The Cambridge History of English and American Literature in 18 Volumes (1907–21).
Volume XIV. The Victorian Age, Part Two.

VII. The Literature of Travel, 1700–1900

§ 16. Speke

The exploration of Africa during the nineteenth century produced a multitude of volumes, recording much heroic effort and achievement. David Livingstone must come first. His two books contain the plain straightforward story of a strenuous many-sided life entirely devoted to missionary work and scientific observation in south Africa. Their pages do not much lend themselves to telling quotation: they are clear, well written records, recalling, in a manner, the maritime diaries or narratives of the later eighteenth century. And, in general, this is true of other works concerning African travel. Most of them are more notable for what they relate than for their manner of relating it. Burton’s The Lake Regions of Central Africa expresses the virile and aggressive personality of that untiring traveller. Speke’s Journal of the discovery of the source of the Nile, a fine record of exploration, is, perhaps, best in a literary sense where he describes the court of ‘Mtesa, king of Uganda:

  • I was now requested to shoot the four cows as quickly as possible.
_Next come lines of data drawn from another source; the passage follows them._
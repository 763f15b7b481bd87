//! Logging infrastructure for the cfgtree library.
//!
//! The library itself only talks to the `log` facade. This module provides a
//! simple stderr backend with three coarse verbosity levels, for hosts that do
//! not bring their own logger.

use std::env;
use std::fmt;

use log::{LevelFilter, Log, Metadata, Record};

use crate::error::Result;

/// Environment variable consulted by [`init_logger`].
pub const LOG_MODE_ENV: &str = "CFGTREE_LOG_MODE";

/// Logging level for controlling output verbosity.
///
/// Log levels are ordered from least verbose (Quiet) to most verbose (Verbose).
///
/// # Examples
///
/// ```
/// use cfgtree::LogLevel;
///
/// assert!(LogLevel::Quiet < LogLevel::Normal);
/// assert!(LogLevel::Normal < LogLevel::Verbose);
/// ```
#[derive(Debug, Clone, Copy, PartialEq, Eq, PartialOrd, Ord)]
pub enum LogLevel {
    /// Suppress all output.
    Quiet,
    /// Errors and warnings.
    Normal,
    /// Everything, including resolver traces.
    Verbose,
}

impl fmt::Display for LogLevel {
    fn fmt(&self, f: &mut fmt::Formatter<'_>) -> fmt::Result {
        match self {
            Self::Quiet => write!(f, "quiet"),
            Self::Normal => write!(f, "normal"),
            Self::Verbose => write!(f, "verbose"),
        }
    }
}

impl LogLevel {
    /// Parses a log level from a string.
    ///
    /// Recognizes: "quiet", "normal", "verbose" (case-insensitive).
    ///
    /// # Errors
    ///
    /// Returns an error if the string is not recognized.
    ///
    /// # Examples
    ///
    /// ```
    /// use cfgtree::LogLevel;
    ///
    /// assert_eq!(LogLevel::parse("quiet").unwrap(), LogLevel::Quiet);
    /// assert_eq!(LogLevel::parse("VERBOSE").unwrap(), LogLevel::Verbose);
    /// assert!(LogLevel::parse("invalid").is_err());
    /// ```
    pub fn parse(s: &str) -> std::result::Result<Self, String> {
        match s.to_lowercase().as_str() {
            "quiet" => Ok(Self::Quiet),
            "normal" => Ok(Self::Normal),
            "verbose" => Ok(Self::Verbose),
            _ => Err(format!("invalid log level: {s}")),
        }
    }

    /// Maps this level onto a `log` filter.
    #[must_use]
    pub const fn filter(self) -> LevelFilter {
        match self {
            Self::Quiet => LevelFilter::Off,
            Self::Normal => LevelFilter::Warn,
            Self::Verbose => LevelFilter::Trace,
        }
    }
}

/// A `log` backend writing to stderr.
///
/// # Examples
///
/// ```
/// use cfgtree::{LogLevel, StderrLogger};
/// use log::Log;
///
/// let logger = StderrLogger::new(LogLevel::Normal);
/// assert!(logger.enabled(&log::Metadata::builder().level(log::Level::Warn).build()));
/// assert!(!logger.enabled(&log::Metadata::builder().level(log::Level::Debug).build()));
/// ```
#[derive(Debug)]
pub struct StderrLogger {
    level: LogLevel,
}

impl StderrLogger {
    /// Creates a new logger with the specified log level.
    #[must_use]
    pub const fn new(level: LogLevel) -> Self {
        Self { level }
    }

    /// Returns the current log level.
    #[must_use]
    pub const fn level(&self) -> LogLevel {
        self.level
    }

    /// Installs this logger as the global `log` backend.
    ///
    /// # Errors
    ///
    /// Returns an error if another logger has already been installed.
    pub fn install(self) -> Result<()> {
        let filter = self.level.filter();
        log::set_boxed_logger(Box::new(self))?;
        log::set_max_level(filter);
        Ok(())
    }
}

impl Default for StderrLogger {
    fn default() -> Self {
        Self::new(LogLevel::Normal)
    }
}

impl Log for StderrLogger {
    fn enabled(&self, metadata: &Metadata<'_>) -> bool {
        metadata.level() <= self.level.filter()
    }

    fn log(&self, record: &Record<'_>) {
        if self.enabled(record.metadata()) {
            eprintln!("{}: {}", record.level(), record.args());
        }
    }

    fn flush(&self) {}
}

/// Builds a logger from explicit flags and the environment.
///
/// The priority order is:
/// 1. Flags (verbose/quiet)
/// 2. `CFGTREE_LOG_MODE` environment variable
/// 3. Default (Normal)
///
/// If both `verbose` and `quiet` are true, `verbose` takes precedence.
///
/// # Examples
///
/// ```
/// use cfgtree::{init_logger, LogLevel};
///
/// let logger = init_logger(true, false);
/// assert_eq!(logger.level(), LogLevel::Verbose);
/// ```
#[must_use]
pub fn init_logger(verbose: bool, quiet: bool) -> StderrLogger {
    if verbose {
        return StderrLogger::new(LogLevel::Verbose);
    }
    if quiet {
        return StderrLogger::new(LogLevel::Quiet);
    }

    if let Ok(env_value) = env::var(LOG_MODE_ENV) {
        if let Ok(level) = LogLevel::parse(&env_value) {
            return StderrLogger::new(level);
        }
    }

    StderrLogger::new(LogLevel::Normal)
}
//! Property-based tests for configuration nodes and merging.

use super::merger::ValueMerger;
use super::node::ConfigNode;
use crate::value::{Mapping, Value};
use proptest::prelude::*;

fn key_strategy() -> impl Strategy<Value = String> {
    "[a-z][a-z0-9_]{0,7}"
}

fn scalar_strategy() -> impl Strategy<Value = Value> {
    prop_oneof![
        Just(Value::Null),
        any::<bool>().prop_map(Value::Bool),
        any::<i64>().prop_map(Value::Integer),
        "[a-z ]{0,10}".prop_map(Value::String),
    ]
}

// Nested values whose mappings are never empty
fn nested_strategy() -> impl Strategy<Value = Value> {
    scalar_strategy().prop_recursive(4, 32, 4, |inner| {
        prop_oneof![
            prop::collection::vec(inner.clone(), 0..3).prop_map(Value::Sequence),
            prop::collection::btree_map(key_strategy(), inner, 1..4).prop_map(Value::Mapping),
        ]
    })
}

fn mapping_strategy() -> impl Strategy<Value = Mapping> {
    prop::collection::btree_map(key_strategy(), nested_strategy(), 1..5)
}

proptest! {
    #![proptest_config(ProptestConfig {
        cases: 1000,
        max_shrink_iters: 1000,
        .. ProptestConfig::default()
    })]

    // A write through any chain of splits lands at the joined path on the root
    #[test]
    fn writes_reach_root_through_split_chain(
        mounts in prop::collection::vec(key_strategy(), 1..5),
        local in key_strategy(),
        value in scalar_strategy()
    ) {
        let root = ConfigNode::new();
        let mut chain = vec![root.clone()];
        for mount in &mounts {
            let child = chain.last().unwrap().split(mount).unwrap();
            chain.push(child);
        }

        chain.last().unwrap().set(&local, value.clone()).unwrap();

        let full = format!("{}.{local}", mounts.join("."));
        prop_assert_eq!(root.get(&full).unwrap(), Some(value.clone()));

        // Every intermediate node sees the write under its own suffix
        for (depth, node) in chain.iter().enumerate() {
            let mut suffix: Vec<&str> = mounts[depth..].iter().map(String::as_str).collect();
            suffix.push(&local);
            prop_assert_eq!(node.get(&suffix.join(".")).unwrap(), Some(value.clone()));
        }
    }

    // create(flatten(v)) rebuilds v
    #[test]
    fn create_inverts_flatten(items in mapping_strategy()) {
        let value = Value::Mapping(items);
        let rebuilt = ConfigNode::create(value.flatten()).unwrap();
        prop_assert_eq!(rebuilt.to_value(), value);
    }

    // Split adopts exactly what the parent held at the mount point
    #[test]
    fn split_adopts_subtree(items in mapping_strategy()) {
        let root = ConfigNode::from_mapping(items.clone());
        for (key, value) in &items {
            let child = root.split(key).unwrap();
            match value {
                Value::Mapping(inner) => prop_assert_eq!(&child.items(), inner),
                _ => prop_assert!(child.is_empty()),
            }
        }
    }

    // Merging an empty mapping changes nothing
    #[test]
    fn merge_empty_is_identity(items in mapping_strategy()) {
        let mut merged = Value::Mapping(items.clone());
        ValueMerger::merge_into(&mut merged, Value::mapping());
        prop_assert_eq!(merged, Value::Mapping(items));
    }

    // Merging a value into itself changes nothing
    #[test]
    fn merge_self_is_idempotent(items in mapping_strategy()) {
        let mut merged = Value::Mapping(items.clone());
        ValueMerger::merge_into(&mut merged, Value::Mapping(items.clone()));
        prop_assert_eq!(merged, Value::Mapping(items));
    }

    // Merging into an empty mapping copies the source
    #[test]
    fn merge_into_empty_copies(items in mapping_strategy()) {
        let mut merged = Value::mapping();
        ValueMerger::merge_into(&mut merged, Value::Mapping(items.clone()));
        prop_assert_eq!(merged, Value::Mapping(items));
    }
}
I borrowed the revolving pistol I had given him and shot all four in a second of time.… The king now loaded one of the carbines I had given him with his own hands, and giving it full cock to a page, told him to go out and shoot a man in the outer court; which was no sooner accomplished than the little urchin returned to announce his success with a look of glee such as one would see in the face of a boy who had robbed a bird’s nest, caught a trout, or done any other boyish trick. The king said to him, “And did you do it well?” “Oh, yes, capitally.” He spoke the truth, no doubt, for he dared not have trifled with the king; but the affair created hardly any interest.